Sodium concentration, ECF volume, and the treatment of severe hypo/hypernatremia (Proceedings)


Sodium concentration is an expression of the relative numbers of sodium molecules to water molecules, irrespective of the total numbers.

Sodium concentration

Sodium concentration is an expression of the relative numbers of sodium molecules to water molecules, irrespective of the total numbers. Sodium content represents the total number of sodium molecules present in the extracellular fluid compartment (ECF).

Sodium concentration is a transcellular fluid flux issue and is dealt with in this chapter. Sodium content is a volume issue heralded by physical indications of hypovolemia or dehydration/edema, and is dealt with in chapters dealing with hypovolemia and dehydration. Abnormalities in sodium concentration (hyponatremia; hypernatremia) may occur in any combination with abnormalities in sodium content (dehydration; edema). Laboratory measurements (packed cell volume, total protein concentration, and electrolyte concentrations) determine the nature of the fluid loss and the nature of the fluid replenishment. Polycythemia or hypernatremia do not define dehydration.

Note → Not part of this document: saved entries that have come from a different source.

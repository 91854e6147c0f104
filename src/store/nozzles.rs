use super::{Result, Store, StoreError};
use log::info;
use rusqlite::{params, OptionalExtension};
use serde::{Deserialize, Serialize};

/// A nozzle the operator owns
#[derive(Debug, Clone, PartialEq, Serialize, Deserialize)]
pub struct Nozzle {
    pub id: i64,
    /// Diameter in mm
    pub size: f64,
}

impl Store {
    pub fn list_nozzles(&self) -> Result<Vec<Nozzle>> {
        let conn = self.connect()?;
        let mut stmt = conn.prepare("SELECT id, size FROM nozzles ORDER BY id")?;
        let rows = stmt.query_map([], |row| {
            Ok(Nozzle {
                id: row.get(0)?,
                size: row.get(1)?,
            })
        })?;
        Ok(rows.collect::<rusqlite::Result<_>>()?)
    }

    /// Add a nozzle size; sizes are unique.
    pub fn add_nozzle(&self, size: f64) -> Result<i64> {
        if !size.is_finite() || size <= 0.0 {
            return Err(StoreError::InvalidNozzleSize(size));
        }

        let conn = self.connect()?;
        let existing: Option<i64> = conn
            .query_row("SELECT id FROM nozzles WHERE size = ?1", params![size], |row| row.get(0))
            .optional()?;
        if existing.is_some() {
            return Err(StoreError::DuplicateNozzle(size));
        }

        conn.execute("INSERT INTO nozzles (size) VALUES (?1)", params![size])?;
        let id = conn.last_insert_rowid();
        info!("added {}mm nozzle as id {}", size, id);
        Ok(id)
    }

    pub fn nozzle_size(&self, id: i64) -> Result<Option<f64>> {
        let conn = self.connect()?;
        let size = conn
            .query_row("SELECT size FROM nozzles WHERE id = ?1", params![id], |row| row.get(0))
            .optional()?;
        Ok(size)
    }

    /// Remove a nozzle that no extruder has installed.
    pub fn remove_nozzle(&self, id: i64) -> Result<()> {
        let conn = self.connect()?;
        let in_use: i64 = conn.query_row(
            "SELECT COUNT(*) FROM extruders WHERE nozzle_id = ?1",
            params![id],
            |row| row.get(0),
        )?;
        if in_use > 0 {
            return Err(StoreError::NozzleInUse(id));
        }

        let removed = conn.execute("DELETE FROM nozzles WHERE id = ?1", params![id])?;
        if removed == 0 {
            return Err(StoreError::NotFound { what: "nozzle", id });
        }
        info!("removed nozzle {}", id);
        Ok(())
    }
}

#[cfg(test)]
mod tests {
    use super::*;
    use crate::host::PrinterProfile;
    use crate::store::tests::temp_store;
    use pretty_assertions::assert_eq;

    #[test]
    fn test_add_and_list() {
        let (_dir, store) = temp_store();
        let a = store.add_nozzle(0.4).unwrap();
        let b = store.add_nozzle(0.6).unwrap();

        assert_eq!(
            store.list_nozzles().unwrap(),
            vec![Nozzle { id: a, size: 0.4 }, Nozzle { id: b, size: 0.6 }]
        );
        assert_eq!(store.nozzle_size(b).unwrap(), Some(0.6));
        assert_eq!(store.nozzle_size(99).unwrap(), None);
    }

    #[test]
    fn test_sizes_are_unique() {
        let (_dir, store) = temp_store();
        store.add_nozzle(0.4).unwrap();
        assert!(matches!(store.add_nozzle(0.4), Err(StoreError::DuplicateNozzle(_))));
        assert!(matches!(store.add_nozzle(0.0), Err(StoreError::InvalidNozzleSize(_))));
        assert!(matches!(store.add_nozzle(f64::NAN), Err(StoreError::InvalidNozzleSize(_))));
    }

    #[test]
    fn test_remove_refuses_installed_nozzle() {
        let (_dir, store) = temp_store();
        let installed = store.add_nozzle(0.4).unwrap();
        let spare = store.add_nozzle(0.8).unwrap();
        store.sync_extruders(&PrinterProfile::default()).unwrap();
        store.update_extruder(1, installed, &PrinterProfile::default()).unwrap();

        assert!(matches!(store.remove_nozzle(installed), Err(StoreError::NozzleInUse(_))));
        store.remove_nozzle(spare).unwrap();
        assert!(matches!(
            store.remove_nozzle(spare),
            Err(StoreError::NotFound { what: "nozzle", .. })
        ));
    }
}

Free water is qualitatively expressed in terms of the sodium concentration, compared to normal for the fluid in question. Free water must be added to reduce a sodium concentration from 145 mEq/L to 120 mEq/L, for instance. Free water excess is synonymous with hyponatremia and is caused by a free water gain. Hypernatremia is a free water deficit and is caused by free water loss. Free water may be lost via evaporation (lungs and skin) or by losing fluids which are low in sodium compared to normal ECF (diarrhea, vomitus, urine). Free water may be gained by drinking water or may be administered in the form of 5% dextrose in water.

Urine sodium concentration normally varies between 60 and 100 mEq/L. Lower urine sodium values represent free water loss (which may result in a free water deficit in the ECF - hypernatremia), while higher values represent a lack of free water loss (which may result in a free water excess in the ECF - hyponatremia).

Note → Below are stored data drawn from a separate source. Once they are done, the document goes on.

//! SQLite backing store
//!
//! Every accessor opens its own connection and closes it when done; nothing
//! holds a transaction across calls. Seeding default rows retries a bounded
//! number of times when another connection has the database locked.

use log::{error, info, warn};
use rusqlite::{params, Connection, ErrorCode, OptionalExtension};
use std::path::{Path, PathBuf};
use std::thread;
use std::time::Duration;
use thiserror::Error;

pub mod build_plates;
pub mod extruders;
pub mod filament;
pub mod nozzles;

pub use build_plates::BuildPlate;
pub use extruders::{Extruder, SyncReport};
pub use filament::FilamentPolicy;
pub use nozzles::Nozzle;

pub const DB_FILE: &str = "nozzle_filament_database.db";
pub const SEED_ATTEMPTS: u32 = 3;

/// Keys of the `current_selections` table
pub(crate) const SELECTION_BUILD_PLATE: &str = "build_plate";
pub(crate) const SELECTION_MULTI_TOOL_HEAD: &str = "multi_tool_head";

#[derive(Error, Debug)]
pub enum StoreError {
    #[error("database error: {0}")]
    Sqlite(#[from] rusqlite::Error),

    #[error("could not create data folder {path}: {source}")]
    DataFolder {
        path: String,
        #[source]
        source: std::io::Error,
    },

    #[error("nozzle size {0} already exists")]
    DuplicateNozzle(f64),

    #[error("invalid nozzle size {0}")]
    InvalidNozzleSize(f64),

    #[error("nozzle {0} is still installed on an extruder")]
    NozzleInUse(i64),

    #[error("build plate name {0} already exists")]
    DuplicateBuildPlate(String),

    #[error("spool check timeout {0}s is out of range (0 to {max}s)", max = filament::MAX_TIMEOUT_SECONDS)]
    InvalidTimeout(u64),

    #[error("extruder position {0} already exists")]
    DuplicateExtruder(u32),

    #[error("no {what} with id {id}")]
    NotFound { what: &'static str, id: i64 },
}

pub type Result<T> = std::result::Result<T, StoreError>;

/// Rows written on first start
#[derive(Debug, Clone)]
pub struct Seed {
    pub nozzle_size: f64,
    pub build_plate_name: String,
    pub build_plate_filaments: Vec<String>,
    pub policy: FilamentPolicy,
}

/// Handle to the database file; cheap to clone.
#[derive(Debug, Clone)]
pub struct Store {
    path: PathBuf,
    retry_backoff: Duration,
}

impl Store {
    /// Open (creating if needed) the database in `data_folder` and make sure
    /// the tables exist.
    pub fn open(data_folder: &Path) -> Result<Self> {
        std::fs::create_dir_all(data_folder).map_err(|source| StoreError::DataFolder {
            path: data_folder.display().to_string(),
            source,
        })?;

        let store = Self {
            path: data_folder.join(DB_FILE),
            retry_backoff: Duration::from_secs(1),
        };
        store.create_tables()?;
        Ok(store)
    }

    /// Override the pause between seeding attempts
    pub fn with_retry_backoff(mut self, backoff: Duration) -> Self {
        self.retry_backoff = backoff;
        self
    }

    pub fn path(&self) -> &Path {
        &self.path
    }

    pub(crate) fn connect(&self) -> Result<Connection> {
        Ok(Connection::open(&self.path)?)
    }

    fn create_tables(&self) -> Result<()> {
        let conn = self.connect()?;
        conn.execute_batch(
            "CREATE TABLE IF NOT EXISTS nozzles (id INTEGER PRIMARY KEY, size REAL UNIQUE);
             CREATE TABLE IF NOT EXISTS extruders (
                 id INTEGER PRIMARY KEY,
                 extruder_position INTEGER UNIQUE,
                 nozzle_id INTEGER
             );
             CREATE TABLE IF NOT EXISTS build_plates (
                 id INTEGER PRIMARY KEY,
                 name TEXT UNIQUE,
                 compatible_filaments TEXT
             );
             CREATE TABLE IF NOT EXISTS current_selections (id TEXT PRIMARY KEY, selection INTEGER);
             CREATE TABLE IF NOT EXISTS filament_data (id TEXT PRIMARY KEY, data INTEGER);",
        )?;
        Ok(())
    }

    /// Insert the default rows that are missing. Failures are logged and
    /// leave the store usable with whatever rows exist.
    pub fn seed(&self, seed: &Seed) {
        self.seed_row("nozzles", || {
            if self.list_nozzles()?.is_empty() {
                self.add_nozzle(seed.nozzle_size)?;
            }
            Ok(())
        });

        self.seed_row("build_plates", || {
            if self.list_build_plates()?.is_empty() {
                self.add_build_plate(&seed.build_plate_name, &seed.build_plate_filaments)?;
            }
            Ok(())
        });

        self.seed_row("current_selections", || {
            if self.selection(SELECTION_BUILD_PLATE)?.is_none() {
                if let Some(first) = self.list_build_plates()?.first() {
                    self.set_selection(SELECTION_BUILD_PLATE, Some(first.id))?;
                }
            }
            Ok(())
        });

        self.seed_row("filament_data", || self.seed_filament_policy(&seed.policy));
    }

    /// Run `insert` up to [`SEED_ATTEMPTS`] times while the database reports
    /// itself busy or locked. Returns whether the insert went through.
    pub(crate) fn seed_row(&self, table: &str, mut insert: impl FnMut() -> Result<()>) -> bool {
        for attempt in 1..=SEED_ATTEMPTS {
            match insert() {
                Ok(()) => return true,
                Err(e) if is_transient(&e) => {
                    warn!("Database operation on {} failed: {}", table, e);
                    if attempt < SEED_ATTEMPTS {
                        warn!("Retrying...");
                        thread::sleep(self.retry_backoff);
                    }
                }
                Err(e) => {
                    error!("Error adding default row to {}: {}", table, e);
                    return false;
                }
            }
        }
        error!(
            "Failed to insert row into {} after {} attempts. Plugin initialization may be incomplete.",
            table, SEED_ATTEMPTS
        );
        false
    }

    pub(crate) fn selection(&self, key: &str) -> Result<Option<i64>> {
        let conn = self.connect()?;
        let value = conn
            .query_row(
                "SELECT selection FROM current_selections WHERE id = ?1",
                params![key],
                |row| row.get::<_, Option<i64>>(0),
            )
            .optional()?;
        Ok(value.flatten())
    }

    pub(crate) fn set_selection(&self, key: &str, value: Option<i64>) -> Result<()> {
        let conn = self.connect()?;
        conn.execute(
            "INSERT INTO current_selections (id, selection) VALUES (?1, ?2)
             ON CONFLICT(id) DO UPDATE SET selection = excluded.selection",
            params![key, value],
        )?;
        info!("selection {} set to {:?}", key, value);
        Ok(())
    }
}

fn is_transient(e: &StoreError) -> bool {
    match e {
        StoreError::Sqlite(rusqlite::Error::SqliteFailure(err, _)) => {
            matches!(err.code, ErrorCode::DatabaseBusy | ErrorCode::DatabaseLocked)
        }
        _ => false,
    }
}
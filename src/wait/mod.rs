//! Spool-switch wait state
//!
//! When a slot expects a different spool than the one loaded, the check run
//! blocks until the operator confirms the switch, cancels, or the timeout
//! runs out. The state is the only value shared between the blocked check
//! and the command handler that answers it.

use log::{debug, info};
use parking_lot::{Condvar, Mutex};
use serde::{Deserialize, Serialize};
use std::sync::Arc;
use std::time::{Duration, Instant};

#[derive(Debug, Clone, Copy, PartialEq, Eq, Default, Serialize, Deserialize)]
#[serde(rename_all = "lowercase")]
pub enum WaitState {
    #[default]
    Ok,
    Waiting,
    Cancel,
}

/// How a wait ended
#[derive(Debug, Clone, Copy, PartialEq, Eq)]
pub enum WaitOutcome {
    Resumed,
    Cancelled,
    TimedOut,
}

/// Cloneable handle to the shared wait state.
#[derive(Debug, Clone, Default)]
pub struct SpoolWait {
    inner: Arc<(Mutex<WaitState>, Condvar)>,
}

impl SpoolWait {
    pub fn new() -> Self {
        Self::default()
    }

    pub fn state(&self) -> WaitState {
        *self.inner.0.lock()
    }

    /// Set the state and wake any blocked check.
    pub fn set(&self, state: WaitState) {
        let (lock, cvar) = &*self.inner;
        let mut current = lock.lock();
        debug!("spool wait state {:?} -> {:?}", *current, state);
        *current = state;
        cvar.notify_all();
    }

    pub fn reset(&self) {
        self.set(WaitState::Ok);
    }

    /// Enter `Waiting`. Must be called before the operator is prompted so a
    /// fast answer is not overwritten.
    pub fn begin(&self) {
        self.set(WaitState::Waiting);
    }

    /// Block while the state is `Waiting`, at most `timeout`. A timeout
    /// too large to represent as a deadline waits for an answer only.
    /// A timeout leaves the state at `Cancel`.
    pub fn wait(&self, timeout: Duration) -> WaitOutcome {
        let (lock, cvar) = &*self.inner;
        let deadline = Instant::now().checked_add(timeout);
        let mut state = lock.lock();

        while *state == WaitState::Waiting {
            match deadline {
                Some(deadline) => {
                    if cvar.wait_until(&mut state, deadline).timed_out() {
                        break;
                    }
                }
                None => cvar.wait(&mut state),
            }
        }

        match *state {
            WaitState::Ok => {
                info!("spool switch confirmed");
                WaitOutcome::Resumed
            }
            WaitState::Cancel => {
                info!("spool switch cancelled");
                WaitOutcome::Cancelled
            }
            WaitState::Waiting => {
                info!("spool switch timed out after {:?}", timeout);
                *state = WaitState::Cancel;
                WaitOutcome::TimedOut
            }
        }
    }
}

Free water losses and gains change sodium concentration with minimal changes in blood volume (e.g. free water loss will cause hypernatremia but not much hypovolemia). Sodium concentration and sodium content are different in concept and they do not overlap; concentration and content abnormalities commonly occur together. Sodium concentration abnormalities are water abnormalities. Edema/dehydration are sodium content or "saline" or "crystalloid" abnormalities.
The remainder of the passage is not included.